To add a certificate, use the requestNew REST API method for the Certificate resource or the CertificateService/RequestNew gRPC API call.
The new certificate will appear in the certificate list with the
Validating
status. This status means that a Let's Encrypt® certificate was requested and you need to pass a domain rights check for it to be successfully processed. -
To successfully issue the certificate, pass the domain rights check:
To get the information required to pass the rights check for a domain, use the get REST API method for the Certificate resource or the CertificateService/Get gRPC API call with the
view=FULL
flag.To create a CNAME resource record in a DNS zone, use the updateRecordSets REST API method for the DnsZone resource or the DnsZoneService/UpdateRecordSets gRPC API call.

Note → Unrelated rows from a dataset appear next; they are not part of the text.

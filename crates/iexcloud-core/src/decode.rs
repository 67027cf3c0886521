use serde::de::DeserializeOwned;

use crate::error::IexError;

/// Decodes a structured JSON body into `T`.
pub fn decode_json<T>(body: &str) -> Result<T, IexError>
where
    T: DeserializeOwned,
{
    Ok(serde_json::from_str(body)?)
}

/// Decodes a bare plain-text number such as the `/price` response.
pub fn decode_price(body: &str) -> Result<f64, IexError> {
    body.trim()
        .parse::<f64>()
        .map_err(|source| IexError::InvalidPrice {
            body: body.to_owned(),
            source,
        })
}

Configure HTTPS access to the bucket .
Add a certificate in the bucket settings:
- In the management console
, select the folder. - Select Object Storage.
- Click the bucket name,
gatsbytest.ru
in our example. - In the left-hand panel, select
Security. - Go to the HTTPS tab.
- Click Configure.
- In the Source field, select Certificate Manager.
- In the Certificate field, select the certificate from the list that opens.
- Click Save.
Run this command:
yc storage bucket set-https \
--name <bucket_name> \
--certificate-id <certificate_ID>
Where:
--name
: Bucket name,gatsbytest.ru
in our example.--certificate-id
: Certificate ID in Certificate Manager.
Result:
source_type: SOURCE_TYPE_MANAGED_BY_CERTIFICATE_MANAGER
certificate_id: fpqe2g0hfr0e********
To link a Certificate Manager TLS certificate to the bucket, use the setHTTPSConfig REST API method for the Bucket resource or the BucketService/SetHTTPSConfig gRPC API call.
Note
It may take some time to activate the settings.
Create the website locally
For testing purposes, create a website on your local computer using a template from Gatsby Starter Library
-
To create the website, run these commands:
sudo npm install -g gatsby-cli gatsby new my-gatsby-project https://github.com/gatsbyjs/gatsby-starter-blog
-
Go to the website directory:
cd my-gatsby-project
-
Compile the website for local access:
gatsby develop
Wait for the command to complete.
-
Make sure the website is available at
http://localhost:8000
.
Upload your website to the bucket
To build and upload a working version of the website to your bucket, use AWS CLI
Install the S3 plugin
-
On your local machine, go to the
my-gatsby-project
website directory and run this command:npm i gatsby-plugin-s3
-
Open the
gatsby-config.js
file and add the plugin declaration to theplugins
section:plugins: [ { resolve: 'gatsby-plugin-s3', options: { bucketName: '<bucket_name>', region: 'us-east-1', customAwsEndpointHostname: 'storage.yandexcloud.net' } }, ... ]
Where
bucketName
is the bucket name,gatsbytest.ru
in our example.Note
Do not change the region value as this may lead to an error.
-
Open the
package.json
file and add thedeploy
entry to thescripts
section:"scripts": { "deploy": "gatsby-plugin-s3 deploy --yes", ... }
Upload your website to the bucket
-
Compile the website by running this command:
sudo npm run build
-
Wait for the compilation to complete and upload your website to the bucket by running the following command:
npm run deploy
Check the result
Once the upload is complete, check that you can access your website using its domain name over the secure protocol. To do this, in your browser, go to https://<bucket_name>
. In our example, the link is https://gatsbytest.ru
.
How to delete the resources you created
To shut down the created resources and stop paying for them:
- Delete all objects from the bucket.
- Delete the bucket.
- Delete the resource records and domain zone if you need to.
- Delete the TLS certificate if you need to.